This tutorial starts with the introduction to Data Warehousing, Definition of OLAP, difference between Data warehouse and the OLTP Database, Objectives of data warehousing and data flow.
Computerization of business processes; technological advances in transmission and storage of data; and powerful database management tools have opened up new possibilities of data manipulation and analysis. Business managers are eager to explore the repositories of current and historical data to identify trends and patterns in the wrap and hoof of business. They hope to mine data and use them for taking intelligent business decisions. In this context, industries are increasingly focusing on data warehousing, Online Analytical Processing (OLAP), and other related technologies.
What’s the Difference
‘Data warehouse’ and ‘OLAP’ are terms which are often used interchangeably. Actually they refer to two different components of a decision support system. While data in a data warehouse is composed of the historical data of the organization stored for end user analysis, OLAP is a technology that enables a data warehouse to be used effectively for online analysis using complex analytical queries. The differences between OLAP and data warehouse is tabulated below for ease of understanding:
Data from different data sources is stored in a relational database for end use analysis
Data from different data sources is stored in a relational database for end use analysis Data is organized in summarized, aggregated, subject oriented, non volatile patterns.
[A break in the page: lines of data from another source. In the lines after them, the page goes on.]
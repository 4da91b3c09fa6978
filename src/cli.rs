//! Minimal CLI: schema + JSON → (object trees | schema listing)
use std::fmt::Write as _;
use std::path::{Path, PathBuf};
use anyhow::{bail, Context, Result};
use clap::{Parser, Subcommand, Args, ArgAction};
use colored::Colorize;
use rayon::prelude::*;
use serde_json::Value;

use crate::inject::{parse_document, read_source, InjectOptions, Injector, DEFAULT_MAX_DEPTH, ROOT_CLASS};
use crate::model::Instance;
use crate::schema::Schema;

// ————————————————————————————————————————————————————————————————————————————
// TYPES
// ————————————————————————————————————————————————————————————————————————————

/// inject JSON documents into typed object trees described by a schema
#[derive(Parser, Debug)]
#[command(name = "json-inject", version)]
pub struct CommandLineInterface {
    /// more logging (-v info, -vv debug, -vvv trace); RUST_LOG overrides
    #[arg(short, long, action = ArgAction::Count, global = true)]
    verbose: u8,

    #[command(subcommand)]
    cmd: Command,
}

#[derive(Subcommand, Debug)]
enum Command {
    /// inject inputs and print the resulting object trees
    Inject(InjectOut),
    /// print the classes and fields of a schema
    Classes(ClassesOut),
}

#[derive(Args, Debug, Clone)]
struct SchemaSettings {
    /// schema document (.json)
    #[arg(long, short)]
    schema: PathBuf,
}

#[derive(Args, Debug, Clone)]
struct InputSettings {
    /// treat input as newline-delimited JSON (NDJSON)
    #[arg(long, default_value_t = false)]
    ndjson: bool,

    /// JSON Pointer to select a subnode in each document (e.g. /data/items/0/payload)
    #[arg(long)]
    json_pointer: Option<String>,

    /// JQ pre-process filter for each document.
    #[arg(long)]
    jq_expr: Option<String>,

    /// One or more inputs. May be literal paths or quoted glob patterns
    #[arg(long, short, num_args = 1.., required = true)]
    input: Vec<String>,
}

#[derive(clap::Parser, Debug)]
struct InjectOut {
    #[command(flatten)]
    schema_settings: SchemaSettings,

    #[command(flatten)]
    input_settings: InputSettings,

    /// class instantiated for each top-level object
    #[arg(long, default_value = ROOT_CLASS)]
    root_class: String,

    /// objects nested deeper than this are dropped
    #[arg(long, default_value_t = DEFAULT_MAX_DEPTH)]
    max_depth: usize,

    /// output file (stdout if omitted)
    #[arg(short, long)]
    out: Option<PathBuf>,

    /// debugging
    #[arg(long)]
    no_op: bool,
}

#[derive(clap::Parser, Debug)]
struct ClassesOut {
    #[command(flatten)]
    schema_settings: SchemaSettings,
}

/// Documents loaded from one input file.
struct Source {
    path: PathBuf,
    documents: Vec<Value>,
}

// ————————————————————————————————————————————————————————————————————————————
// IMPLEMENTATION
// ————————————————————————————————————————————————————————————————————————————

impl SchemaSettings {
    fn load(&self) -> Result<Schema> {
        Schema::load(&self.schema)
            .with_context(|| format!("failed to load schema {}", self.schema.display()))
    }
}

impl InputSettings {
    /// Resolve, read and pre-process every input; files load in parallel.
    fn load_all(&self) -> Result<Vec<Source>> {
        if let Some(jq_expr) = self.jq_expr.as_ref() {
            crate::jq_exec::check(jq_expr).context("invalid --jq-expr")?;
        }
        let source_paths = resolve_file_path_patterns(&self.input)
            .context("failed to resolve input file paths")?;
        source_paths
            .into_par_iter()
            .map(|path| {
                let documents = self.load_file(&path)?;
                Ok(Source { path, documents })
            })
            .collect()
    }

    fn load_file(&self, source_path: &Path) -> Result<Vec<Value>> {
        let source = read_source(source_path)?;
        let parsed = parse_documents(&source, self.ndjson)
            .with_context(|| format!("failed to parse JSON source file {}", source_path.display()))?;
        let mut out = Vec::new();
        for json_value in parsed {
            let selected = self.select(json_value)
                .with_context(|| format!("failed to pre-process {}", source_path.display()))?;
            out.extend(selected);
        }
        tracing::debug!(path = %source_path.display(), documents = out.len(), "loaded input");
        Ok(out)
    }

    /// Apply `--json-pointer`, then `--jq-expr`.
    fn select(&self, json_value: Value) -> Result<Vec<Value>> {
        let json_value = match self.json_pointer.as_deref() {
            None => json_value,
            Some(ptr) => match json_value.pointer(ptr) {
                Some(node) => node.clone(),
                None => {
                    tracing::warn!(pointer = ptr, "JSON pointer matched nothing; document skipped");
                    return Ok(Vec::new());
                }
            },
        };
        match self.jq_expr.as_ref() {
            None => Ok(vec![json_value]),
            Some(jq_expr) => crate::jq_exec::run(jq_expr, &json_value),
        }
    }
}

impl CommandLineInterface {
    pub fn load() -> Self {
        Self::parse()
    }

    /// Default log filter for the `-v` count.
    pub fn log_level(&self) -> &'static str {
        match self.verbose {
            0 => "warn",
            1 => "info",
            2 => "debug",
            _ => "trace",
        }
    }

    pub fn run(&self) -> Result<()> {
        match &self.cmd {
            Command::Classes(target) => {
                let schema = target.schema_settings.load()?;
                print!("{schema}");
                Ok(())
            }
            Command::Inject(target) => {
                // debug path
                if target.no_op {
                    eprintln!("{self:#?}");
                    return Ok(());
                }

                // 1) schema + inputs
                let schema = target.schema_settings.load()?;
                let sources = target.input_settings.load_all()?;

                // 2) inject, one shared schema across files
                let options = InjectOptions {
                    root_class: target.root_class.clone(),
                    max_depth: target.max_depth,
                };
                let injector = Injector::with_options(&schema, options);
                let results: Vec<(&Source, Vec<Instance>)> = sources
                    .par_iter()
                    .map(|src| {
                        let objects = src.documents.iter().flat_map(|d| injector.inject(d)).collect();
                        (src, objects)
                    })
                    .collect();

                // 3) render
                let mut rendered = String::new();
                for (src, objects) in &results {
                    writeln!(rendered, "# {}", src.path.display())?;
                    for object in objects {
                        rendered.push_str(&object.to_string());
                    }
                    report(src, objects.len());
                }

                if let Some(out) = target.out.as_ref() {
                    if let Some(parent) = out.parent() {
                        std::fs::create_dir_all(parent)
                            .with_context(|| format!("failed to create {}", parent.display()))?;
                    }
                    std::fs::write(out, &rendered)
                        .with_context(|| format!("failed to write {}", out.display()))?;
                } else {
                    print!("{rendered}");
                }
                Ok(())
            }
        }
    }
}

// ————————————————————————————————————————————————————————————————————————————
// INTERNAL HELPERS
// ————————————————————————————————————————————————————————————————————————————

fn report(src: &Source, objects: usize) {
    let path = src.path.display();
    let docs = src.documents.len();
    if objects == 0 {
        eprintln!("{} {path}: {docs} document(s), no objects", "!".yellow().bold());
    } else {
        eprintln!("{} {path}: {docs} document(s), {objects} object(s)", "✔".green().bold());
    }
}

/// Whole-file JSON, or one document per non-blank line for NDJSON.
fn parse_documents(source: &str, ndjson: bool) -> Result<Vec<Value>> {
    if !ndjson {
        return Ok(vec![parse_document(source)?]);
    }
    source
        .lines()
        .enumerate()
        .filter(|(_, line)| !line.trim().is_empty())
        .map(|(i, line)| {
            parse_document(line).with_context(|| format!("line {}", i + 1))
        })
        .collect()
}

fn resolve_file_path_patterns<I>(patterns: I) -> Result<Vec<PathBuf>>
where
    I: IntoIterator,
    I::Item: AsRef<str>,
{
    fn has_glob_chars(s: &str) -> bool {
        // Minimal glob detection for the `glob` crate syntax.
        s.bytes().any(|b| matches!(b, b'*' | b'?' | b'[' | b'{' ))
    }

    let mut out = Vec::<PathBuf>::new();

    for raw in patterns {
        let pattern = raw.as_ref();

        if has_glob_chars(pattern) {
            let mut matched_any = false;
            for entry in glob::glob(pattern)? {
                out.push(entry?);
                matched_any = true;
            }
            if !matched_any {
                // Pattern was explicitly a glob but matched nothing -> surface as an error
                bail!("glob pattern matched no files: {pattern}");
            }
        } else {
            out.push(PathBuf::from(pattern));
        }
    }

    Ok(out)
}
Data in a data warehouse is consolidated, flexible collection of data,Supports analysis of data but does not support online analysis of data.
Online Analytical Processing
A tool to evaluate and analyze the data in the data warehouse using analytical queries.
A tool which helps organize data in the data warehouse using multidimensional models of data aggregation and summarization.
Supports the data analyst in real time and enables online analysis of data with speed and flexibility.
What is Data Warehousing?
‘Data warehousing’ is a collection of decision support technologies that enable the knowledge worker, the statistician, the business manager and the executive in processing the information contained in a data warehouse meaningfully and make well informed decisions based on outputs.
The Data warehousing system includes backend tools for extracting, cleaning and loading data from Online Transaction Processing (OLTP) Databases and historical repositories of data. It also consists of the Data storage area–composed of the Data warehouse, the data marts and the Data store. It also provides for tools like OLAP for organizing, partitioning and summarizing data in the data warehouse and data marts and finally contains front end tools for mining, querying, reporting on data.
It is important to distinguish between a “Data warehouse” and “Data warehousing”.
A ‘Data warehouse’ is a component of the data warehousing system. It is a facility that provides for a consolidated, flexible and accessible collection of data for end user reporting and analysis.
A data warehouse has been defined by Inmom (considered one of the founders of the Data warehouse concept) as a “subject-oriented, integrated, time-varying, non-volatile collection of data that is primarily used in organizational decision making.”
- The data in a data warehouse is categorized on the basis of the subject area and hence it is “subject oriented”
- Universal naming conventions, measurements, classifications and so on used in the data warehouse, provide an enterprise consolidated view of data and therefore it is designated as integrated.
- The data once loaded can only be read. Users cannot make changes to the data and this makes it non-volatile.
- Finally data is stored for long periods of time quantified in years and bears a time and date stamp and therefore it is described as “time variant”.
Ralph Kimball the co-founder of the data warehousing concept has defined the data warehouse as a “"a copy of transaction data specifically structured for query and analysis”.
Both definitions highlight specific features of the data warehouse. The former definition focuses on the structure and organization of the data and the latter focuses upon the usage of the data. However, a listing of the features of a data warehouse would necessarily include the aspects highlighted in both these definitions.